→ **EXERCISE BRIEF**:
For the records below, count the lines containing the word "contains" and reply with the number alone.

→ **DATA EXCERPTS**:
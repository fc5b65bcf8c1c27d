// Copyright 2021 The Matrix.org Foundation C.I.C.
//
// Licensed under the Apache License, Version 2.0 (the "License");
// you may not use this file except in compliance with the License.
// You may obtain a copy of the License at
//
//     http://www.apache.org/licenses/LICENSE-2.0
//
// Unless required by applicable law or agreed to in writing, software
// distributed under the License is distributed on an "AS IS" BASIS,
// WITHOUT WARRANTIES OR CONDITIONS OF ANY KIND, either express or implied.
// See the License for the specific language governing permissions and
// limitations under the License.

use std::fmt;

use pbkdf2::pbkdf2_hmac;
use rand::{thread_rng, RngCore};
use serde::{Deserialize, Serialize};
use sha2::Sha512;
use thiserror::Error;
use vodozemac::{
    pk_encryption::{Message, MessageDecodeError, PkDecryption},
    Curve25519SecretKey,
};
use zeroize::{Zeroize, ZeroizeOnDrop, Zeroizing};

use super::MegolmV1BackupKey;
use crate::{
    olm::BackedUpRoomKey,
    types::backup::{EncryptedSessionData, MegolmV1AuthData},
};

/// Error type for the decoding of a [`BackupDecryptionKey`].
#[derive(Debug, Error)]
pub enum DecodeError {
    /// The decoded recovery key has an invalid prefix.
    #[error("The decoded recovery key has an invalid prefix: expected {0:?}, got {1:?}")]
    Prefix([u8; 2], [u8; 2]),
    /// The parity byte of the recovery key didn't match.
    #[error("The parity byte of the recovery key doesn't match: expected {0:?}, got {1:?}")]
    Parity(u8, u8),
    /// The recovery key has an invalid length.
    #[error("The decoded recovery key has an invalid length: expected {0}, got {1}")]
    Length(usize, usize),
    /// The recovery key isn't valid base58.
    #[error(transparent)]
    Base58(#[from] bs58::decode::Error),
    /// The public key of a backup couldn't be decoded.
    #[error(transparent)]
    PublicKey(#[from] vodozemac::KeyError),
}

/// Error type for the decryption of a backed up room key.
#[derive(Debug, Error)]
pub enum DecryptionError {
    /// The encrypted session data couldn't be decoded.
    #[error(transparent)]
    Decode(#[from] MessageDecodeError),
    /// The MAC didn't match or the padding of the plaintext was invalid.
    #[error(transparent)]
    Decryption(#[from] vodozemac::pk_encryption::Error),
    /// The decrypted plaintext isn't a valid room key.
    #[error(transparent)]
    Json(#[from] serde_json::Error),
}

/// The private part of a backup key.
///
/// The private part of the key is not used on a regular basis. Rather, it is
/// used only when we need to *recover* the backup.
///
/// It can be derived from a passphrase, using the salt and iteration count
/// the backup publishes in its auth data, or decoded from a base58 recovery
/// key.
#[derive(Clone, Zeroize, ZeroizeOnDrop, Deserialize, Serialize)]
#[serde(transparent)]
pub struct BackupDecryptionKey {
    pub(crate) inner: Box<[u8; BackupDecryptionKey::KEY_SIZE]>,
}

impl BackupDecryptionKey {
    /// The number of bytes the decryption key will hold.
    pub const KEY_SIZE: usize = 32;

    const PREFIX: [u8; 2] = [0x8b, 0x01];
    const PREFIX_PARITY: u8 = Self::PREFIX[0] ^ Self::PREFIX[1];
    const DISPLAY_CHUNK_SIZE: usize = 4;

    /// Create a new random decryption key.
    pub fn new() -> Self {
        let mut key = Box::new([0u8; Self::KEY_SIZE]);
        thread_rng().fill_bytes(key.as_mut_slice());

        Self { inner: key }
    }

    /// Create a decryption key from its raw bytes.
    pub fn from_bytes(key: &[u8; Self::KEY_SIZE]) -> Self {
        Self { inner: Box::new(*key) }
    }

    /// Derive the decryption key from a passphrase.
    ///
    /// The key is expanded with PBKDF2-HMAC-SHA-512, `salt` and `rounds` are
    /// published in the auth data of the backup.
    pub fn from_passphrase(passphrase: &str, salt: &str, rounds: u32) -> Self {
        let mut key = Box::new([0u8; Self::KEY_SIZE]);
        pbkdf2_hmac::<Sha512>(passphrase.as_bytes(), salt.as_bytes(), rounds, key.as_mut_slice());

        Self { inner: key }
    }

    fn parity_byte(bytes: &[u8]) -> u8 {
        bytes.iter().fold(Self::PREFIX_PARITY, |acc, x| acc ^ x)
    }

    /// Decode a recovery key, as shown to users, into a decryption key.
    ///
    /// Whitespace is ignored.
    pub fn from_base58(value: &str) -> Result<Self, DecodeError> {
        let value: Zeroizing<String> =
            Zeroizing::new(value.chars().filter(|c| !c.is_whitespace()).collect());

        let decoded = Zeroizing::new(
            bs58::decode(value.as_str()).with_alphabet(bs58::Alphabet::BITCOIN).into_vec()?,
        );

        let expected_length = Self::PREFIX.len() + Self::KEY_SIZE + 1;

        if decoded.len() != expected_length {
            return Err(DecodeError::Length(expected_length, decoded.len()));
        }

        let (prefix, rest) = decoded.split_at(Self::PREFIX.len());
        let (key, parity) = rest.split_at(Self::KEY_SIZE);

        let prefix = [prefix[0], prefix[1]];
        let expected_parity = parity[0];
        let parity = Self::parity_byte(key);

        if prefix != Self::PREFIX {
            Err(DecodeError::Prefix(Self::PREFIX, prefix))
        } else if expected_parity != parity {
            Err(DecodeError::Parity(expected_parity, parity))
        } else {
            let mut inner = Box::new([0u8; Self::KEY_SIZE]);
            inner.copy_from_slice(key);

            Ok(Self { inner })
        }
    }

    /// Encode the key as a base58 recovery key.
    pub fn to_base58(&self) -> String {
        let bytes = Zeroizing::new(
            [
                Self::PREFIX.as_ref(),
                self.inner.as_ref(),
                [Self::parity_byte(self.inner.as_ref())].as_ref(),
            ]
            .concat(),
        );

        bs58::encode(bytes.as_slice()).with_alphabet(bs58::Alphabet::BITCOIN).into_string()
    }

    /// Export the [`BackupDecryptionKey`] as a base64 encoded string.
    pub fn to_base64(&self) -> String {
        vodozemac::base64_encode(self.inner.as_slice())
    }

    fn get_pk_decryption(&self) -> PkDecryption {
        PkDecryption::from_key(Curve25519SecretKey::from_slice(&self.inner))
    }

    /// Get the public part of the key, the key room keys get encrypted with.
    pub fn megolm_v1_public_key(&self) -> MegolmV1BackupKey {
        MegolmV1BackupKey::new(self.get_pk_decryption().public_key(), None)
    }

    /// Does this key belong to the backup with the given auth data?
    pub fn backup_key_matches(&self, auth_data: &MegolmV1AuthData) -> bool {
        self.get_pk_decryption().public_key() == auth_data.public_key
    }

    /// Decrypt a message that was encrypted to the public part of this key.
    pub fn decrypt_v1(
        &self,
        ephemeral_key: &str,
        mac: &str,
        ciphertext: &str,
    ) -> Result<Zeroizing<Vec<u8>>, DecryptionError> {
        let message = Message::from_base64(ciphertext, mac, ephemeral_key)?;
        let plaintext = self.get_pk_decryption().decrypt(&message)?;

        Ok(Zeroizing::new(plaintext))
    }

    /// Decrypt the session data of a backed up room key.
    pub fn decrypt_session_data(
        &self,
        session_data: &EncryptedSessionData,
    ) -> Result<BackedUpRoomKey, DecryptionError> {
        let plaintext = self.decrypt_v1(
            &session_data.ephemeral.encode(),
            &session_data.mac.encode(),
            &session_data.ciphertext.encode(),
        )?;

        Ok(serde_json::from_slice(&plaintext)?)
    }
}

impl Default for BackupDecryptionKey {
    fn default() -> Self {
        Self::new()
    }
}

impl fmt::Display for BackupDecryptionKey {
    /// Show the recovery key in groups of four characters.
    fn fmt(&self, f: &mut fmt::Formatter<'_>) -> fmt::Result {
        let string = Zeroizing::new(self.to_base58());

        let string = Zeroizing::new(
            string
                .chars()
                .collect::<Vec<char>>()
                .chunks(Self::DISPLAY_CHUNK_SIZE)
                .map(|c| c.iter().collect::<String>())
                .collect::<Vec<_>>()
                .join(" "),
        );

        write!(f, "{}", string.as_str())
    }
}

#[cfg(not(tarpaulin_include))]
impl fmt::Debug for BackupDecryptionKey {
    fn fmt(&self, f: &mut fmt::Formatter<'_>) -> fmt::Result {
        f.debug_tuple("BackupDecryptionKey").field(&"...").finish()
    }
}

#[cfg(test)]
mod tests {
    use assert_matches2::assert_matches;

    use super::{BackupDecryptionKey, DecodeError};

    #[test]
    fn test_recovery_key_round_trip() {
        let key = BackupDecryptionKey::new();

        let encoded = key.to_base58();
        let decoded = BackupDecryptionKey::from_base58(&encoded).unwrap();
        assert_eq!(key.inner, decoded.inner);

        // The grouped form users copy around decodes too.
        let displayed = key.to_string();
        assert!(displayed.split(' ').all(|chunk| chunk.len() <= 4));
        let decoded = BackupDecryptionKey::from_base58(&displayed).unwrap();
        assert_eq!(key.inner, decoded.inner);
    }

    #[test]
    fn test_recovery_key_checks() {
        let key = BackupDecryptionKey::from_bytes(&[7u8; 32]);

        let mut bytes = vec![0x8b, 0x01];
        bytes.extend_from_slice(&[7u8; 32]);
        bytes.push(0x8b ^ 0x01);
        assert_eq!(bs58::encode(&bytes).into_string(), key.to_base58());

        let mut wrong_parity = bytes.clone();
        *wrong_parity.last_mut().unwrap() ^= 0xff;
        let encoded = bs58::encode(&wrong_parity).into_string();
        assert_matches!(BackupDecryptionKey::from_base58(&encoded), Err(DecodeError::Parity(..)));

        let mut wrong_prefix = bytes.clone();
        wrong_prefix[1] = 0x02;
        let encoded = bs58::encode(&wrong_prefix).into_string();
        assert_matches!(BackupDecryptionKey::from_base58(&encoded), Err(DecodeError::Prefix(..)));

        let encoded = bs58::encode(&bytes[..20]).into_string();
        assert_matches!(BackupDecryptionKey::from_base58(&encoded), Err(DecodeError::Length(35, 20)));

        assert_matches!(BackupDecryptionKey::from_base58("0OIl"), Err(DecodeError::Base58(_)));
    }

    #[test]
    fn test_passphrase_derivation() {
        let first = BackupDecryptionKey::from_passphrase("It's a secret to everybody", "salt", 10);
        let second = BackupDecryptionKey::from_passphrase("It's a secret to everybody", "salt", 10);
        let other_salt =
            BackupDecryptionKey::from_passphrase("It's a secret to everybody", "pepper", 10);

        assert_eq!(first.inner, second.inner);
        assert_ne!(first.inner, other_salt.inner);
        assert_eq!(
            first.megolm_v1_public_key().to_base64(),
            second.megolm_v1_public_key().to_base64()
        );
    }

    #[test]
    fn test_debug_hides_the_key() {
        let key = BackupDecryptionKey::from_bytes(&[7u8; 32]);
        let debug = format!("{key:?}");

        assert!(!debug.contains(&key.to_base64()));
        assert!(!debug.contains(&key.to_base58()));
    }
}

→ **RESULT OF THE EXERCISE**:
2